▶ _WHAT TO WORK ON_:
In the entries below, the lines from the one with "assert_eq!(settings.radii.inner(), DEFAULT_INNER_RADIUS);" through the one with "assert!(config.font.is_none());" are to be copied exactly; both ends count.

════════════════

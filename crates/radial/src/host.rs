use crate::geometry::Point;
use derive_more::{Display, From, Into};

/// The visual tree the menu is mounted into.
pub trait UiSurface {
    fn contains_menu(&self) -> bool;
    fn attach_menu(&mut self);
    fn detach_menu(&mut self);
    fn set_menu_visible(&mut self, visible: bool);
    /// Requests a repaint of the menu region.
    fn mark_dirty(&mut self);
    /// Where the menu should be centered when it opens, usually the cursor.
    fn menu_center(&self) -> Point;
}

#[derive(Debug, Clone, Copy, PartialEq, Eq, Hash, Display, From, Into)]
pub struct ParticipantId(u64);

/// The host's input focus stack.
pub trait InputFocus {
    fn register(&mut self, participant: ParticipantId);
    fn unregister(&mut self, participant: ParticipantId);
    /// Asks for a visible cursor while `visible` is set, releases it otherwise.
    fn request_cursor(&mut self, participant: ParticipantId, visible: bool);
}

#[derive(Debug, Clone, Copy, PartialEq, Eq)]
pub enum EscapeResult {
    Handled,
    PassThrough,
}

#[derive(Debug, Clone, Copy, PartialEq, Eq)]
pub enum CursorRequest {
    Show,
    Ignore,
}

/// Mouse buttons, numbered the way GDK and X11 number them.
#[derive(Debug, Clone, Copy, PartialEq, Eq)]
pub enum PointerButton {
    Primary,
    Middle,
    Secondary,
    Other(u32),
}

impl From<u32> for PointerButton {
    fn from(button: u32) -> Self {
        match button {
            1 => Self::Primary,
            2 => Self::Middle,
            3 => Self::Secondary,
            n => Self::Other(n),
        }
    }
}
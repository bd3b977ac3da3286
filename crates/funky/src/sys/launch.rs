use anyhow::{Context, Result};
use derive_more::{AsRef, Deref, Display, From, Into};
use serde::{Deserialize, Serialize};
use std::process::{Command, Stdio};

#[derive(
    Debug, Clone, PartialEq, Eq, Hash, Serialize, Deserialize, Display, Deref, From, Into, AsRef,
)]
#[serde(transparent)]
pub struct ExecCommand(String);

radial::impl_string_newtype!(ExecCommand);

impl ExecCommand {
    pub fn argv(&self) -> Result<Vec<String>> {
        let argv = shell_words::split(&self.0)
            .with_context(|| format!("Invalid command line '{}'", self.0))?;
        anyhow::ensure!(!argv.is_empty(), "Empty command line");
        Ok(argv)
    }
}

/// Spawns `exec` detached from the overlay, without a shell.
pub fn spawn(exec: &ExecCommand) -> Result<()> {
    let argv = exec.argv()?;
    let (program, args) = argv.split_first().context("Empty command line")?;
    Command::new(program)
        .args(args)
        .stdout(Stdio::null())
        .stderr(Stdio::null())
        .spawn()
        .with_context(|| format!("Failed to spawn '{}'", program))?;
    Ok(())
}

#[cfg(test)]
mod tests {
    use super::*;

    #[test]
    fn test_argv_splitting() {
        let exec = ExecCommand::new("notify-send 'Item dropped' --urgency=low");
        assert_eq!(
            exec.argv().unwrap(),
            vec!["notify-send", "Item dropped", "--urgency=low"]
        );
    }

    #[test]
    fn test_argv_rejects_bad_input() {
        assert!(ExecCommand::new("echo 'unterminated").argv().is_err());
        assert!(ExecCommand::new("   ").argv().is_err());
        assert!(spawn(&ExecCommand::new("")).is_err());
    }
}
use gtk::gdk;
use gtk::prelude::*;
use gtk4 as gtk;
use gtk4_layer_shell::{Edge, KeyboardMode, Layer, LayerShell};
use radial::geometry::Point;

pub fn get_cursor_position(window: &gtk::ApplicationWindow) -> Option<Point> {
    gdk::Display::default()
        .and_then(|d| d.default_seat())
        .and_then(|s| s.pointer())
        .zip(window.surface())
        .and_then(|(p, s)| s.device_position(&p))
        .map(|(x, y, _)| Point::new(x, y))
}

/// Center of the first monitor, used when the cursor position is unknown.
pub fn get_monitor_center() -> Option<Point> {
    let display = gdk::Display::default()?;
    let monitor = display
        .monitors()
        .item(0)
        .and_then(|item| item.downcast::<gdk::Monitor>().ok())?;
    let geometry = monitor.geometry();
    Some(Point::new(
        geometry.width() as f64 / 2.0,
        geometry.height() as f64 / 2.0,
    ))
}

pub fn init_layer_shell(window: &gtk::ApplicationWindow) {
    window.init_layer_shell();
    window.set_layer(Layer::Overlay);
    window.set_namespace(Some("funky"));
    window.set_exclusive_zone(-1);
    for edge in [Edge::Left, Edge::Right, Edge::Top, Edge::Bottom] {
        window.set_anchor(edge, true);
    }
    window.set_keyboard_mode(KeyboardMode::OnDemand);
}
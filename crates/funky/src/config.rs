use crate::sys::launch::ExecCommand;
use directories::ProjectDirs;
use notify::{EventKind, RecommendedWatcher, RecursiveMode, Watcher};
use radial::geometry::{DEFAULT_INNER_RADIUS, DEFAULT_OUTER_RADIUS, GeometryError, Radii};
use radial::mediator::MenuSettings;
use radial::menu::EscapeMode;
use radial::option::{Description, IconHandle, OptionName};
use radial::resources::FontFamily;
use serde::{Deserialize, Serialize};
use thiserror::Error;

#[derive(Debug, Clone, Deserialize, Serialize)]
pub struct OptionConfig {
    pub name: OptionName,
    pub description: Option<Description>,
    pub icon: Option<IconHandle>,
    pub exec: Option<ExecCommand>,
}

#[derive(Debug, Clone, Deserialize, Serialize)]
#[serde(default)]
pub struct MenuConfig {
    pub inner_radius: f64,
    pub outer_radius: f64,
    pub escape: EscapeMode,
}

impl Default for MenuConfig {
    fn default() -> Self {
        Self {
            inner_radius: DEFAULT_INNER_RADIUS,
            outer_radius: DEFAULT_OUTER_RADIUS,
            escape: EscapeMode::default(),
        }
    }
}

#[derive(Debug, Clone, Deserialize, Serialize, Default)]
pub struct Config {
    /// Matched against installed font families by substring.
    pub font: Option<FontFamily>,
    #[serde(default)]
    pub menu: MenuConfig,
    #[serde(default)]
    pub options: Vec<OptionConfig>,
}

impl Config {
    /// The overlay has no camera axes to suppress, so `look_axes` stays at the core default.
    pub fn menu_settings(&self) -> Result<MenuSettings, ConfigError> {
        Ok(MenuSettings {
            radii: Radii::new(self.menu.inner_radius, self.menu.outer_radius)?,
            escape: self.menu.escape,
            ..MenuSettings::default()
        })
    }
}

#[derive(Error, Debug)]
pub enum ConfigError {
    #[error("Failed to determine config directory")]
    ConfigDirNotFound,
    #[error("Config error: {0}")]
    Config(#[from] config::ConfigError),
    #[error("Invalid menu geometry: {0}")]
    Geometry(#[from] GeometryError),
    #[error("Notify error: {0}")]
    Notify(#[from] notify::Error),
}

pub fn get_config_path() -> Result<std::path::PathBuf, ConfigError> {
    let proj_dirs =
        ProjectDirs::from("org", "funkyui", "funky").ok_or(ConfigError::ConfigDirNotFound)?;
    Ok(proj_dirs.config_dir().join("config.toml"))
}

pub fn load_config() -> Result<Config, ConfigError> {
    let config_path = get_config_path()?;

    let s = config::Config::builder()
        .add_source(config::File::from(config_path).required(false))
        .add_source(config::Environment::with_prefix("FUNKY").separator("__"))
        .build()?;

    Ok(s.try_deserialize()?)
}

fn default_config() -> Config {
    parse_config(DEFAULT_CONFIG).unwrap_or_default()
}

fn parse_config(toml: &str) -> Result<Config, ConfigError> {
    let s = config::Config::builder()
        .add_source(config::File::from_str(toml, config::FileFormat::Toml))
        .build()?;
    Ok(s.try_deserialize()?)
}

/// Loads the user config, writing the bundled default on first run.
pub fn load_or_default() -> Config {
    if let Ok(path) = get_config_path()
        && !path.exists()
    {
        if let Err(e) = write_default_config() {
            log::warn!("Failed to write default config: {}", e);
        }
        return default_config();
    }

    match load_config() {
        Ok(c) => c,
        Err(e) => {
            log::error!("Failed to load config, using defaults: {}", e);
            default_config()
        }
    }
}

pub fn write_default_config() -> std::io::Result<std::path::PathBuf> {
    let path =
        get_config_path().map_err(|e| std::io::Error::new(std::io::ErrorKind::NotFound, e))?;
    if let Some(parent) = path.parent() {
        fs_err::create_dir_all(parent)?;
    }
    if !path.exists() {
        fs_err::write(&path, DEFAULT_CONFIG)?;
    }
    Ok(path)
}

const DEFAULT_CONFIG: &str = include_str!("default_config.toml");

use crate::events::AppEvent;
use async_channel::Sender;

pub async fn run_async_watcher(tx: Sender<AppEvent>) {
    let config_path = match get_config_path() {
        Ok(p) => p,
        Err(e) => {
            log::error!("Config watcher error: {}", e);
            return;
        }
    };
    let Some(config_dir) = config_path.parent().map(|p| p.to_path_buf()) else {
        return;
    };

    if let Err(e) = fs_err::create_dir_all(&config_dir) {
        log::error!("Failed to create config directory for watching: {}", e);
        return;
    }

    let (bridge_tx, bridge_rx) = async_channel::unbounded();

    let mut watcher = match RecommendedWatcher::new(
        move |res| {
            let _ = bridge_tx.send_blocking(res);
        },
        notify::Config::default(),
    ) {
        Ok(w) => w,
        Err(e) => {
            log::error!("Failed to create watcher: {}", ConfigError::from(e));
            return;
        }
    };

    if let Err(e) = watcher.watch(&config_dir, RecursiveMode::NonRecursive) {
        log::error!("Failed to watch config directory: {}", e);
        return;
    }

    while let Ok(res) = bridge_rx.recv().await {
        match res {
            Ok(event) => {
                let meaningful_event = matches!(
                    event.kind,
                    EventKind::Modify(_) | EventKind::Create(_) | EventKind::Remove(_)
                );

                if meaningful_event
                    && event.paths.iter().any(|p| p == &config_path)
                    && tx.send(AppEvent::ConfigReload).await.is_err()
                {
                    break;
                }
            }
            Err(e) => log::error!("Watch error: {}", e),
        }
    }
}

#[cfg(test)]
mod tests {
    use super::*;

    #[test]
    fn test_default_config_is_valid() {
        let config = parse_config(DEFAULT_CONFIG).unwrap();
        let settings = config.menu_settings().unwrap();
        assert_eq!(settings.radii, Radii::default());
        assert_eq!(settings.escape, EscapeMode::Cancel);
        assert_eq!(settings.look_axes, MenuSettings::default().look_axes);
        assert_eq!(config.options.len(), 3);
        assert_eq!(config.options[1].name.as_str(), "Inspect");
    }

    #[test]
    fn test_partial_menu_section_keeps_defaults() {
        let config = parse_config(
            r#"
            [menu]
            outer_radius = 400.0
            escape = "Dismiss"
            "#,
        )
        .unwrap();
        let settings = config.menu_settings().unwrap();
        assert_eq!(settings.radii.inner(), DEFAULT_INNER_RADIUS);
        assert_eq!(settings.radii.outer(), 400.0);
        assert_eq!(settings.escape, EscapeMode::Dismiss);
        assert!(config.options.is_empty());
        assert!(config.font.is_none());
    }

    #[test]
    fn test_look_axes_key_is_not_a_setting() {
        let config = parse_config(
            r#"
            [menu]
            look_axes = [0, 1]
            "#,
        )
        .unwrap();
        let settings = config.menu_settings().unwrap();
        assert_eq!(settings.look_axes, MenuSettings::default().look_axes);
    }

    #[test]
    fn test_inverted_radii_rejected() {
        let config = parse_config(
            r#"
            [menu]
            inner_radius = 300.0
            outer_radius = 100.0
            "#,
        )
        .unwrap();
        assert!(matches!(
            config.menu_settings(),
            Err(ConfigError::Geometry(GeometryError::InvertedRadii { .. }))
        ));
    }

    #[test]
    fn test_option_deserialization() {
        let json = r#"{ "name": "Drop", "exec": "notify-send drop" }"#;
        let option: OptionConfig = serde_json::from_str(json).unwrap();
        assert_eq!(option.name.as_str(), "Drop");
        assert!(option.description.is_none());
        assert_eq!(option.exec.unwrap().as_str(), "notify-send drop");
    }
}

════════════════

▶ _RESPONSE_:
        assert_eq!(settings.radii.inner(), DEFAULT_INNER_RADIUS);
        assert_eq!(settings.radii.outer(), 400.0);
        assert_eq!(settings.escape, EscapeMode::Dismiss);
        assert!(config.options.is_empty());
        assert!(config.font.is_none());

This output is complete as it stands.